Un giovanissimo Girasole nelle giovanili dell’Atalanta
“Da lì c’è stato il Covid, che mi ha fermato un po’: le società cercavano di risparmiare sugli stipendi, ho fatto 6 mesi a Belluno, poi sono tornato a casa alla Real Calepina. Ho trovato lavoro part-time, che rispetto al professionismo mi dava più sicurezza, ma non riuscivo ad allenarmi più con costanza”. La situazione cambia di nuovo con il definitivo ritorno alle origini di Michael. “L’Atalanta mi ha richiamato questa estate come allenatore: avevo fatto il patentino UEFA B e sono abilitato. Allora a 33 anni ho deciso di smettere per guardare il pallone dall’altra parte, come allenatore, da agosto ho iniziato questa avventura, da dove ero partito ho chiuso il cerchio”.
Cerchio che si chiude ulteriormente quando Girasole decide di trasferirsi in Valle Imagna. “Sono sempre stato legato alla Valle, i weekend con la famiglia salivamo sempre, quando non avevo le partite venivamo su. Conosco tante persone in paese, quando sono tornato in Lombardia con il calcio sono voluto venire in Valle”. Qui, Michael si è definitivamente stabilito: “La mia compagna è di Rota d’Imagna, abbiamo una figlia che ha 6 anni, si chiama Perla e viviamo qua, lei ha iniziato le scuole elementari sempre a Rota”.
Conclusosi il peregrinare per i campi italiani, Michael può tirare un bilancio della sua attività da calciatore. “Ci hanno sempre detto di divertirci, se poi arrivano le vittorie ancora meglio: quando ero nelle giovanili tornavo a casa da scuola ed ero già al campo. Certo, ci vogliono sempre tanti sacrifici, tra lo studio e l’impegno serve la voglia, l’impegno si porta avanti per tanto, non è che se fai un anno sei arrivato, servono impegno, costanza e un po’ di fortuna. Se inizi a fare le cose tanto per farle, fai fatica”.

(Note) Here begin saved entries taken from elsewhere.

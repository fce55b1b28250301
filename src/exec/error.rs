// Copyright 2025 Lablup Inc. and Jeongkyu Shin
//
// Licensed under the Apache License, Version 2.0 (the "License");
// you may not use this file except in compliance with the License.
// You may obtain a copy of the License at
//
//     http://www.apache.org/licenses/LICENSE-2.0
//
// Unless required by applicable law or agreed to in writing, software
// distributed under the License is distributed on an "AS IS" BASIS,
// WITHOUT WARRANTIES OR CONDITIONS OF ANY KIND, either express or implied.
// See the License for the specific language governing permissions and
// limitations under the License.

//! Error types for exec sessions and the classification of I/O failures.
//!
//! The relay never inspects numeric OS error codes. Every failure is mapped
//! onto an [`IoDisposition`] from the structured [`io::ErrorKind`] or the
//! [`tungstenite::Error`] variant, and the relay acts on that.

use std::io;

use thiserror::Error;
use tokio_tungstenite::tungstenite;
use tokio_tungstenite::tungstenite::error::ProtocolError;

/// What the relay should do about a failed I/O operation.
#[derive(Debug, Clone, Copy, PartialEq, Eq)]
pub enum IoDisposition {
    /// Nothing could be transferred right now; try again on a later iteration.
    WouldBlock,
    /// The peer went away. The session ends normally.
    SessionEnded,
    /// Anything else. The session ends with a failure.
    Fatal,
}

/// Classify a standard I/O error.
pub fn classify_io_error(err: &io::Error) -> IoDisposition {
    match err.kind() {
        io::ErrorKind::WouldBlock | io::ErrorKind::Interrupted => IoDisposition::WouldBlock,
        io::ErrorKind::ConnectionReset
        | io::ErrorKind::ConnectionAborted
        | io::ErrorKind::BrokenPipe
        | io::ErrorKind::NotConnected
        | io::ErrorKind::UnexpectedEof => IoDisposition::SessionEnded,
        _ => IoDisposition::Fatal,
    }
}

fn classify_transport_error(err: &tungstenite::Error) -> IoDisposition {
    match err {
        tungstenite::Error::ConnectionClosed | tungstenite::Error::AlreadyClosed => {
            IoDisposition::SessionEnded
        }
        tungstenite::Error::Protocol(ProtocolError::ResetWithoutClosingHandshake) => {
            IoDisposition::SessionEnded
        }
        tungstenite::Error::Io(io_err) => classify_io_error(io_err),
        _ => IoDisposition::Fatal,
    }
}

/// Errors raised by an exec channel.
#[derive(Debug, Error)]
pub enum ChannelError {
    #[error("exec channel cannot accept more data right now")]
    WouldBlock,

    #[error("exec channel is closed")]
    Closed,

    #[error("exec stream was reset: {0}")]
    Reset(String),

    #[error("exec protocol violation: {0}")]
    Protocol(String),

    #[error("failed to prepare exec connection: {0}")]
    Setup(String),

    #[error("websocket transport error: {0}")]
    Transport(#[from] tungstenite::Error),

    #[error("exec channel I/O error: {0}")]
    Io(#[from] io::Error),
}

impl ChannelError {
    pub fn disposition(&self) -> IoDisposition {
        match self {
            ChannelError::WouldBlock => IoDisposition::WouldBlock,
            ChannelError::Closed | ChannelError::Reset(_) => IoDisposition::SessionEnded,
            ChannelError::Protocol(_) | ChannelError::Setup(_) => IoDisposition::Fatal,
            ChannelError::Transport(err) => classify_transport_error(err),
            ChannelError::Io(err) => classify_io_error(err),
        }
    }
}

/// Errors raised while switching terminal modes.
#[derive(Debug, Error)]
pub enum TerminalError {
    #[error("standard input is not a terminal")]
    NotATerminal,

    #[error("failed to read terminal settings: {0}")]
    Snapshot(#[source] io::Error),

    #[error("failed to switch terminal into raw mode: {0}")]
    Apply(#[source] io::Error),

    #[error("failed to restore terminal settings: {0}")]
    Restore(#[source] io::Error),
}

/// Configuration errors detected before a session is created.
///
/// These are the only errors a caller of the relay ever observes; everything
/// that happens once a session exists is folded into its outcome.
#[derive(Debug, Error, PartialEq, Eq)]
pub enum RelayError {
    #[error("exec command must not be empty")]
    EmptyCommand,

    #[error("exec {0} must not be empty")]
    MissingField(&'static str),
}

/// Failures that end a running session.
#[derive(Debug, Error)]
pub enum SessionError {
    #[error(transparent)]
    Channel(#[from] ChannelError),

    #[error(transparent)]
    Terminal(#[from] TerminalError),

    #[error("local terminal I/O failed: {0}")]
    LocalIo(#[from] io::Error),
}
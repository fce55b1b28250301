// Copyright 2025 Lablup Inc. and Jeongkyu Shin
//
// Licensed under the Apache License, Version 2.0 (the "License");
// you may not use this file except in compliance with the License.
// You may obtain a copy of the License at
//
//     http://www.apache.org/licenses/LICENSE-2.0
//
// Unless required by applicable law or agreed to in writing, software
// distributed under the License is distributed on an "AS IS" BASIS,
// WITHOUT WARRANTIES OR CONDITIONS OF ANY KIND, either express or implied.
// See the License for the specific language governing permissions and
// limitations under the License.

//! Configuration type definitions.

use std::time::Duration;

use serde::{Deserialize, Serialize};

use crate::exec::constants::{
    DEFAULT_HEARTBEAT_INTERVAL_SECS, DEFAULT_RESIZE_POLL_INTERVAL_MS, DEFAULT_UPDATE_TIMEOUT_MS,
    DEFAULT_WORKER_JOIN_TIMEOUT_MS, DEFAULT_WRITE_BACKOFF_MS, DEFAULT_WRITE_RETRY_LIMIT,
};
use crate::exec::{HeartbeatKind, RelaySettings, WritePolicy};

/// Main configuration structure.
#[derive(Debug, Serialize, Deserialize, Default, Clone, PartialEq, Eq)]
pub struct Config {
    #[serde(default)]
    pub defaults: Defaults,

    #[serde(default)]
    pub relay: RelayConfig,
}

/// Default session target settings. Command line flags take precedence.
#[derive(Debug, Serialize, Deserialize, Default, Clone, PartialEq, Eq)]
pub struct Defaults {
    pub namespace: Option<String>,
    /// kubeconfig path; `$KUBECONFIG` or `~/.kube/config` when unset.
    pub kubeconfig: Option<String>,
    pub context: Option<String>,
    pub container: Option<String>,
    /// Label selectors used to find a pod when none is named.
    #[serde(default)]
    pub selectors: Vec<String>,
}

/// Relay timing and retry settings.
#[derive(Debug, Serialize, Deserialize, Clone, PartialEq, Eq)]
#[serde(default)]
pub struct RelayConfig {
    pub update_timeout_ms: u64,
    /// Keep-alive interval in seconds. Must be at least 1.
    pub heartbeat_interval_secs: u64,
    pub heartbeat: HeartbeatKind,
    pub resize_poll_interval_ms: u64,
    pub worker_join_timeout_ms: u64,
    pub write_retry_limit: u32,
    pub write_backoff_ms: u64,
}

impl Default for RelayConfig {
    fn default() -> Self {
        Self {
            update_timeout_ms: DEFAULT_UPDATE_TIMEOUT_MS,
            heartbeat_interval_secs: DEFAULT_HEARTBEAT_INTERVAL_SECS,
            heartbeat: HeartbeatKind::Ping,
            resize_poll_interval_ms: DEFAULT_RESIZE_POLL_INTERVAL_MS,
            worker_join_timeout_ms: DEFAULT_WORKER_JOIN_TIMEOUT_MS,
            write_retry_limit: DEFAULT_WRITE_RETRY_LIMIT,
            write_backoff_ms: DEFAULT_WRITE_BACKOFF_MS,
        }
    }
}

impl RelayConfig {
    /// Relay settings; zero intervals are raised to the smallest usable value.
    pub fn to_settings(&self) -> RelaySettings {
        RelaySettings {
            update_timeout: Duration::from_millis(self.update_timeout_ms.max(1)),
            heartbeat_interval: Duration::from_secs(self.heartbeat_interval_secs.max(1)),
            heartbeat: self.heartbeat,
            resize_poll_interval: Duration::from_millis(self.resize_poll_interval_ms.max(1)),
            worker_join_timeout: Duration::from_millis(self.worker_join_timeout_ms),
            write_policy: WritePolicy {
                retry_limit: self.write_retry_limit,
                backoff: Duration::from_millis(self.write_backoff_ms),
            },
            handle_signals: true,
        }
    }
}
// Copyright 2025 Lablup Inc. and Jeongkyu Shin
//
// Licensed under the Apache License, Version 2.0 (the "License");
// you may not use this file except in compliance with the License.
// You may obtain a copy of the License at
//
//     http://www.apache.org/licenses/LICENSE-2.0
//
// Unless required by applicable law or agreed to in writing, software
// distributed under the License is distributed on an "AS IS" BASIS,
// WITHOUT WARRANTIES OR CONDITIONS OF ANY KIND, either express or implied.
// See the License for the specific language governing permissions and
// limitations under the License.

//! Running-pod discovery by label selector.

use anyhow::{bail, Context, Result};
use reqwest::StatusCode;
use serde::Deserialize;
use tracing::{debug, warn};

use super::connection::ConnectionParams;

#[derive(Debug, Clone, Deserialize)]
pub struct PodList {
    #[serde(default)]
    pub items: Vec<Pod>,
}

#[derive(Debug, Clone, Deserialize)]
pub struct Pod {
    pub metadata: PodMetadata,
    #[serde(default)]
    pub status: Option<PodStatus>,
}

#[derive(Debug, Clone, Deserialize)]
pub struct PodMetadata {
    pub name: String,
}

#[derive(Debug, Clone, Default, Deserialize)]
pub struct PodStatus {
    #[serde(default)]
    pub phase: Option<String>,
}

impl Pod {
    pub fn phase(&self) -> &str {
        self.status
            .as_ref()
            .and_then(|s| s.phase.as_deref())
            .unwrap_or("Unknown")
    }
}

/// Pods grouped by lifecycle phase.
#[derive(Debug, Clone, Default, PartialEq, Eq)]
pub struct PodInventory {
    pub running: Vec<String>,
    pub pending: Vec<String>,
    pub failed: Vec<String>,
    /// Pods in any other phase, rendered as `name (phase)`.
    pub other: Vec<String>,
    pub total: usize,
}

impl PodInventory {
    /// Group `pods`, counting a pod matched by several selectors once.
    pub fn categorize<I>(pods: I) -> Self
    where
        I: IntoIterator<Item = Pod>,
    {
        let mut seen = std::collections::HashSet::new();
        let mut inventory = Self::default();

        for pod in pods {
            if !seen.insert(pod.metadata.name.clone()) {
                continue;
            }
            inventory.total += 1;
            let phase = pod.phase().to_string();
            let name = pod.metadata.name;
            match phase.as_str() {
                "Running" => inventory.running.push(name),
                "Pending" => inventory.pending.push(name),
                "Failed" => inventory.failed.push(name),
                _ => inventory.other.push(format!("{name} ({phase})")),
            }
        }
        inventory
    }

    fn non_running_summary(&self) -> Option<String> {
        let mut details = Vec::new();
        if !self.pending.is_empty() {
            details.push(format!(
                "{} pending pod(s): {}",
                self.pending.len(),
                self.pending.join(", ")
            ));
        }
        if !self.failed.is_empty() {
            details.push(format!(
                "{} failed pod(s): {}",
                self.failed.len(),
                self.failed.join(", ")
            ));
        }
        if !self.other.is_empty() {
            details.push(format!(
                "{} pod(s) in other states: {}",
                self.other.len(),
                self.other.join(", ")
            ));
        }
        if details.is_empty() {
            None
        } else {
            Some(details.join("; "))
        }
    }

    /// The running pods, or an error explaining why there are none.
    pub fn into_running(self, namespace: &str, selectors: &[String]) -> Result<Vec<String>> {
        let selector_list = selectors
            .iter()
            .map(|s| format!("'{s}'"))
            .collect::<Vec<_>>()
            .join(" or ");

        debug!(
            "Found {} total pods: {} running, {} pending, {} failed, {} other",
            self.total,
            self.running.len(),
            self.pending.len(),
            self.failed.len(),
            self.other.len()
        );

        if self.total == 0 {
            bail!(
                "No pods found with label selector {selector_list} in namespace '{namespace}'. \
                 This could mean:\n  \
                 1. The workload is not deployed in this cluster\n  \
                 2. The namespace '{namespace}' does not exist\n  \
                 3. The pods have different labels than expected\n  \
                 4. You do not have permission to list pods in this namespace"
            );
        }

        if self.running.is_empty() {
            let summary = self
                .non_running_summary()
                .unwrap_or_else(|| "all pods are in unknown state".to_string());
            bail!(
                "No running pods found with label selector {selector_list} in namespace \
                 '{namespace}'. Found {} pod(s) but none are in Running state: {summary}. \
                 The pods may be starting up, failing to start, or experiencing issues.",
                self.total
            );
        }

        if let Some(summary) = self.non_running_summary() {
            warn!(
                "Found {} running pod(s), but some pods are not running: {summary}. \
                 These pods may need attention.",
                self.running.len()
            );
        }
        debug!("Available running pods: {}", self.running.join(", "));
        Ok(self.running)
    }
}

/// Finds pods through the Kubernetes REST API.
pub struct PodLocator {
    client: reqwest::Client,
    params: ConnectionParams,
}

impl PodLocator {
    pub fn new(params: &ConnectionParams) -> Result<Self> {
        Ok(Self {
            client: params.http_client()?,
            params: params.clone(),
        })
    }

    /// List pods in `namespace` matching one label selector.
    pub async fn list_pods(&self, namespace: &str, selector: &str) -> Result<Vec<Pod>> {
        let mut url = self
            .params
            .api_url(&["api", "v1", "namespaces", namespace, "pods"])?;
        url.query_pairs_mut().append_pair("labelSelector", selector);

        let response = self
            .client
            .get(url)
            .send()
            .await
            .with_context(|| format!("Failed to list pods in namespace '{namespace}'"))?;

        match response.status() {
            status if status.is_success() => {}
            StatusCode::FORBIDDEN => bail!(
                "Access denied when trying to list pods in namespace '{namespace}'. \
                 You may not have sufficient RBAC permissions."
            ),
            StatusCode::NOT_FOUND => bail!(
                "Namespace '{namespace}' not found. It may not exist in this cluster."
            ),
            status => {
                let body = response.text().await.unwrap_or_default();
                bail!("Kubernetes API error when listing pods ({status}): {}", body.trim());
            }
        }

        let list: PodList = response
            .json()
            .await
            .context("Failed to decode pod list from the API server")?;
        Ok(list.items)
    }

    /// Names of running pods matching any of `selectors`.
    pub async fn running_pods(&self, namespace: &str, selectors: &[String]) -> Result<Vec<String>> {
        if selectors.is_empty() {
            bail!("At least one label selector is required to find pods");
        }

        let mut pods = Vec::new();
        for selector in selectors {
            pods.extend(self.list_pods(namespace, selector).await?);
        }

        PodInventory::categorize(pods).into_running(namespace, selectors)
    }
}
// Copyright 2025 Lablup Inc. and Jeongkyu Shin
//
// Licensed under the Apache License, Version 2.0 (the "License");
// you may not use this file except in compliance with the License.
// You may obtain a copy of the License at
//
//     http://www.apache.org/licenses/LICENSE-2.0
//
// Unless required by applicable law or agreed to in writing, software
// distributed under the License is distributed on an "AS IS" BASIS,
// WITHOUT WARRANTIES OR CONDITIONS OF ANY KIND, either express or implied.
// See the License for the specific language governing permissions and
// limitations under the License.

//! Background workers with cooperative stop and bounded join.

use std::future::Future;
use std::time::Duration;

use futures::future::join_all;
use tokio::task::JoinHandle;
use tokio_util::sync::CancellationToken;
use tracing::{debug, warn};

/// A spawned task that can be asked to stop.
pub struct Worker {
    name: &'static str,
    token: CancellationToken,
    handle: Option<JoinHandle<()>>,
}

impl Worker {
    /// Spawn `body` with a fresh stop token.
    pub fn spawn<F, Fut>(name: &'static str, body: F) -> Self
    where
        F: FnOnce(CancellationToken) -> Fut,
        Fut: Future<Output = ()> + Send + 'static,
    {
        let token = CancellationToken::new();
        let handle = tokio::spawn(body(token.clone()));
        debug!("Started {} worker", name);
        Self {
            name,
            token,
            handle: Some(handle),
        }
    }

    pub fn name(&self) -> &'static str {
        self.name
    }

    pub fn signal_stop(&self) {
        self.token.cancel();
    }

    pub fn is_finished(&self) -> bool {
        self.handle.as_ref().map_or(true, JoinHandle::is_finished)
    }

    /// Signal stop and wait up to `timeout` for the task to finish.
    ///
    /// Returns `false` if the worker missed the deadline; it is then aborted
    /// and abandoned.
    pub async fn stop(&mut self, timeout: Duration) -> bool {
        self.signal_stop();
        let Some(mut handle) = self.handle.take() else {
            return true;
        };

        match tokio::time::timeout(timeout, &mut handle).await {
            Ok(Ok(())) => {
                debug!("{} worker stopped", self.name);
                true
            }
            Ok(Err(e)) => {
                if e.is_panic() {
                    warn!("{} worker panicked: {}", self.name, e);
                }
                true
            }
            Err(_) => {
                warn!(
                    "{} worker did not stop within {:?}; abandoning it",
                    self.name, timeout
                );
                handle.abort();
                false
            }
        }
    }

    /// Abort without waiting.
    pub fn abort(&mut self) {
        self.token.cancel();
        if let Some(handle) = self.handle.take() {
            handle.abort();
        }
    }
}

impl Drop for Worker {
    fn drop(&mut self) {
        self.abort();
    }
}

/// Stop all workers concurrently, so the whole call is bounded by `timeout`.
/// Returns how many stopped on their own.
pub async fn stop_all(workers: &mut [Worker], timeout: Duration) -> usize {
    for worker in workers.iter() {
        worker.signal_stop();
    }
    join_all(workers.iter_mut().map(|worker| worker.stop(timeout)))
        .await
        .into_iter()
        .filter(|stopped| *stopped)
        .count()
}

Vale lo stesso per l’attività in panchina che Michael ha appena iniziato: “All’inizio fare l’allenatore era strano, alleno gli under 12, sono bambini che diventano ragazzi. Guardano molto a cosa hai vissuto, devi fargli capire determinate situazioni ed emozioni durante la partita, devi essere bravo a gestire varie dinamiche. Da calciatore non ti preoccupi, ma dalla panchina ne devi gestire 28, ognuno con il proprio carattere. Per fortuna ci sono altri due mister che lavorano con me, ci diamo una mano a vicenda”.